▶ [Work required]
Report each line of the entries below that has the word "written" in it.

▶ [Dataset extract]
//! The material manager: per-instance and per-material state for combined
//! meshes.
//!
//! It owns three data textures:
//! - `transform`: world matrix and normal matrix per instance
//! - `instance`: tint color and visibility per instance
//! - `material`: the parameter record of every material slot
//!
//! and builds one [`CombinedProgram`] per material group. Instance nodes are
//! bound once at construction: the manager records which node writes which
//! transform record, and [`MaterialManager::sync_transforms`] rewrites those
//! records for the nodes the scene graph reports as moved. Nodes created later
//! are not tracked.

use std::collections::HashMap;

use log::{debug, warn};

use crate::{
    combine::{CombineOutput, MaterialGroup, MaterialSlot},
    data_structures::{
        instance::InstanceNode,
        material::{
            MATERIAL_RECORD_LEN, MATERIAL_RECORD_SLOTS, Material, MaterialId, MaterialLibrary,
            TransparencyMode,
        },
        scene_graph::{NodeId, SceneGraph},
    },
    data_texture::{DataTexture, MatrixAndInvTexture, SlotWidth, TexelSink},
    pipelines::light::{SceneLighting, SceneUniform},
};

pub mod shader;

pub use shader::{DataTextureLayout, MapKind, MaterialFeatures};

pub const TRANSFORM_TEXTURE: &str = "transform";
pub const INSTANCE_TEXTURE: &str = "instance";
pub const MATERIAL_TEXTURE: &str = "material";

/// Slots of an instance appearance record.
pub const INSTANCE_RECORD_SLOTS: u32 = 2;

/// Appearance of one instance, kept in the manager's side table.
#[derive(Clone, Copy, Debug, PartialEq)]
pub struct InstanceRecord {
    pub instance_index: u32,
    pub color: [f32; 3],
    pub visible: bool,
}

impl InstanceRecord {
    pub fn to_record(&self) -> [f32; 6] {
        let [r, g, b] = self.color;
        [r, g, b, if self.visible { 1.0 } else { 0.0 }, 0.0, 0.0]
    }
}

/// Render program of one material group.
#[derive(Clone, Debug)]
pub struct CombinedProgram {
    pub group_index: u32,
    pub representative: MaterialId,
    pub features: MaterialFeatures,
    pub transparency: TransparencyMode,
    pub wgsl: String,
}

/// Data textures that need a GPU upload, handed out by
/// [`MaterialManager::flush`].
pub struct FlushTargets<'a> {
    pub transforms: &'a mut dyn TexelSink,
    pub instances: &'a mut dyn TexelSink,
    pub materials: &'a mut dyn TexelSink,
}

pub struct MaterialManager {
    transforms: MatrixAndInvTexture,
    instances: DataTexture,
    materials: DataTexture,
    records: HashMap<NodeId, InstanceRecord>,
    /// Index -> node, bound once.
    bindings: Vec<NodeId>,
    programs: Vec<CombinedProgram>,
    pick_wgsl: String,
    camera_position: cgmath::Vector3<f32>,
    lighting: SceneLighting,
}

impl MaterialManager {
    /// Build the manager for a finished combine run.
    ///
    /// World matrices are read from `graph` as they are; update them first.
    pub fn new(graph: &SceneGraph, output: &CombineOutput, library: &MaterialLibrary) -> Self {
        Self::from_parts(graph, &output.instances, &output.slots, &output.groups, library)
    }

    pub fn from_parts(
        graph: &SceneGraph,
        instances: &[InstanceNode],
        slots: &[MaterialSlot],
        groups: &[MaterialGroup],
        library: &MaterialLibrary,
    ) -> Self {
        let count = instances.len() as u32;
        let mut manager = Self {
            transforms: MatrixAndInvTexture::new(TRANSFORM_TEXTURE, count),
            instances: DataTexture::new(INSTANCE_TEXTURE, count, INSTANCE_RECORD_SLOTS, SlotWidth::Vec3),
            materials: DataTexture::new(
                MATERIAL_TEXTURE,
                slots.len() as u32,
                MATERIAL_RECORD_SLOTS,
                SlotWidth::Vec3,
            ),
            records: HashMap::with_capacity(instances.len()),
            bindings: Vec::with_capacity(instances.len()),
            programs: Vec::with_capacity(groups.len()),
            pick_wgsl: String::new(),
            camera_position: cgmath::Vector3::new(0.0, 0.0, 0.0),
            lighting: SceneLighting::default(),
        };

        let mut sorted: Vec<&InstanceNode> = instances.iter().collect();
        sorted.sort_by_key(|i| i.instance_index);
        for instance in sorted {
            let index = instance.instance_index;
            if index as usize != manager.bindings.len() {
                warn!("instance indices are not dense at {}, skipping {}", index, instance.node);
                continue;
            }
            manager.bindings.push(instance.node);
            let world = graph
                .world_matrix(instance.node)
                .unwrap_or_else(|| cgmath::SquareMatrix::identity());
            manager.transforms.set_matrix(index, &world);
            let record = InstanceRecord {
                instance_index: index,
                color: [1.0, 1.0, 1.0],
                visible: true,
            };
            manager.instances.set_record(index, &record.to_record());
            manager.records.insert(instance.node, record);
        }

        let fallback = Material::fallback();
        for (slot, entry) in slots.iter().enumerate() {
            let material = library.get(entry.material).unwrap_or_else(|| {
                warn!("material slot {} has no material, using the default", slot);
                &fallback
            });
            manager.materials.set_record(slot as u32, &material.parameter_record());
        }

        for group in groups {
            let Some(material) = library.get(group.representative) else {
                warn!("group {} has no representative material", group.group_index);
                continue;
            };
            let features = MaterialFeatures::from_textures(&material.textures);
            let wgsl = shader::combined_program(&manager.layout(), features, material.transparency);
            manager.programs.push(CombinedProgram {
                group_index: group.group_index,
                representative: group.representative,
                features,
                transparency: material.transparency,
                wgsl,
            });
        }
        manager.pick_wgsl = shader::pick_program(&manager.layout());
        debug!(
            "material manager bound {} instances, {} slots, {} programs",
            manager.bindings.len(),
            slots.len(),
            manager.programs.len()
        );
        manager
    }

    pub fn layout(&self) -> DataTextureLayout<'_> {
        DataTextureLayout {
            transforms: &self.transforms,
            instances: &self.instances,
            materials: &self.materials,
        }
    }

    pub fn programs(&self) -> &[CombinedProgram] {
        &self.programs
    }

    pub fn program(&self, group_index: u32) -> Option<&CombinedProgram> {
        self.programs.iter().find(|p| p.group_index == group_index)
    }

    pub fn pick_wgsl(&self) -> &str {
        &self.pick_wgsl
    }

    pub fn transforms(&self) -> &MatrixAndInvTexture {
        &self.transforms
    }

    pub fn instance_data(&self) -> &DataTexture {
        &self.instances
    }

    pub fn material_data(&self) -> &DataTexture {
        &self.materials
    }

    /// Instance node bound to `index`.
    pub fn node(&self, index: u32) -> Option<NodeId> {
        self.bindings.get(index as usize).copied()
    }

    pub fn instance_record(&self, node: NodeId) -> Option<&InstanceRecord> {
        self.records.get(&node)
    }

    pub fn is_tracked(&self, node: NodeId) -> bool {
        self.records.contains_key(&node)
    }

    /// Rewrite the transform record of every bound node in `changed`.
    /// Returns the number of records written.
    pub fn sync_transforms(&mut self, graph: &SceneGraph, changed: &[NodeId]) -> usize {
        let mut written = 0;
        for node in changed {
            let Some(record) = self.records.get(node) else {
                continue;
            };
            if let Some(world) = graph.world_matrix(*node) {
                self.transforms.set_matrix(record.instance_index, &world);
                written += 1;
            }
        }
        written
    }

    fn update_record(&mut self, node: NodeId, update: impl FnOnce(&mut InstanceRecord)) -> bool {
        let Some(record) = self.records.get_mut(&node) else {
            warn!("node {} is not a bound instance", node);
            return false;
        };
        update(record);
        let record = *record;
        self.instances.set_record(record.instance_index, &record.to_record())
    }

    pub fn set_color(&mut self, node: NodeId, color: [f32; 3]) -> bool {
        self.update_record(node, |r| r.color = color)
    }

    pub fn set_visible(&mut self, node: NodeId, visible: bool) -> bool {
        self.update_record(node, |r| r.visible = visible)
    }

    /// Rewrite the parameter record of a material slot.
    pub fn set_material_params(&mut self, slot: u32, material: &Material) -> bool {
        if slot >= self.materials.record_count() {
            warn!("material slot {} out of range", slot);
            return false;
        }
        let record: [f32; MATERIAL_RECORD_LEN] = material.parameter_record();
        self.materials.set_record(slot, &record)
    }

    pub fn camera_position(&self) -> cgmath::Vector3<f32> {
        self.camera_position
    }

    pub fn set_camera_position(&mut self, position: cgmath::Vector3<f32>) {
        self.camera_position = position;
    }

    pub fn lighting(&self) -> &SceneLighting {
        &self.lighting
    }

    pub fn set_lighting(&mut self, lighting: SceneLighting) {
        self.lighting = lighting;
    }

    pub fn scene_uniform(&self, view_proj: cgmath::Matrix4<f32>) -> SceneUniform {
        SceneUniform::new(view_proj, self.camera_position, &self.lighting)
    }

    pub fn is_dirty(&self) -> bool {
        self.transforms.is_dirty() || self.instances.is_dirty() || self.materials.is_dirty()
    }

    /// Upload every dirty data texture. Returns how many were uploaded.
    pub fn flush(&mut self, targets: FlushTargets<'_>) -> usize {
        [
            self.transforms.flush(targets.transforms),
            self.instances.flush(targets.instances),
            self.materials.flush(targets.materials),
        ]
        .into_iter()
        .filter(|uploaded| *uploaded)
        .count()
    }
}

▶ [Your solution]
    /// Returns the number of records written.
        let mut written = 0;
                written += 1;
        written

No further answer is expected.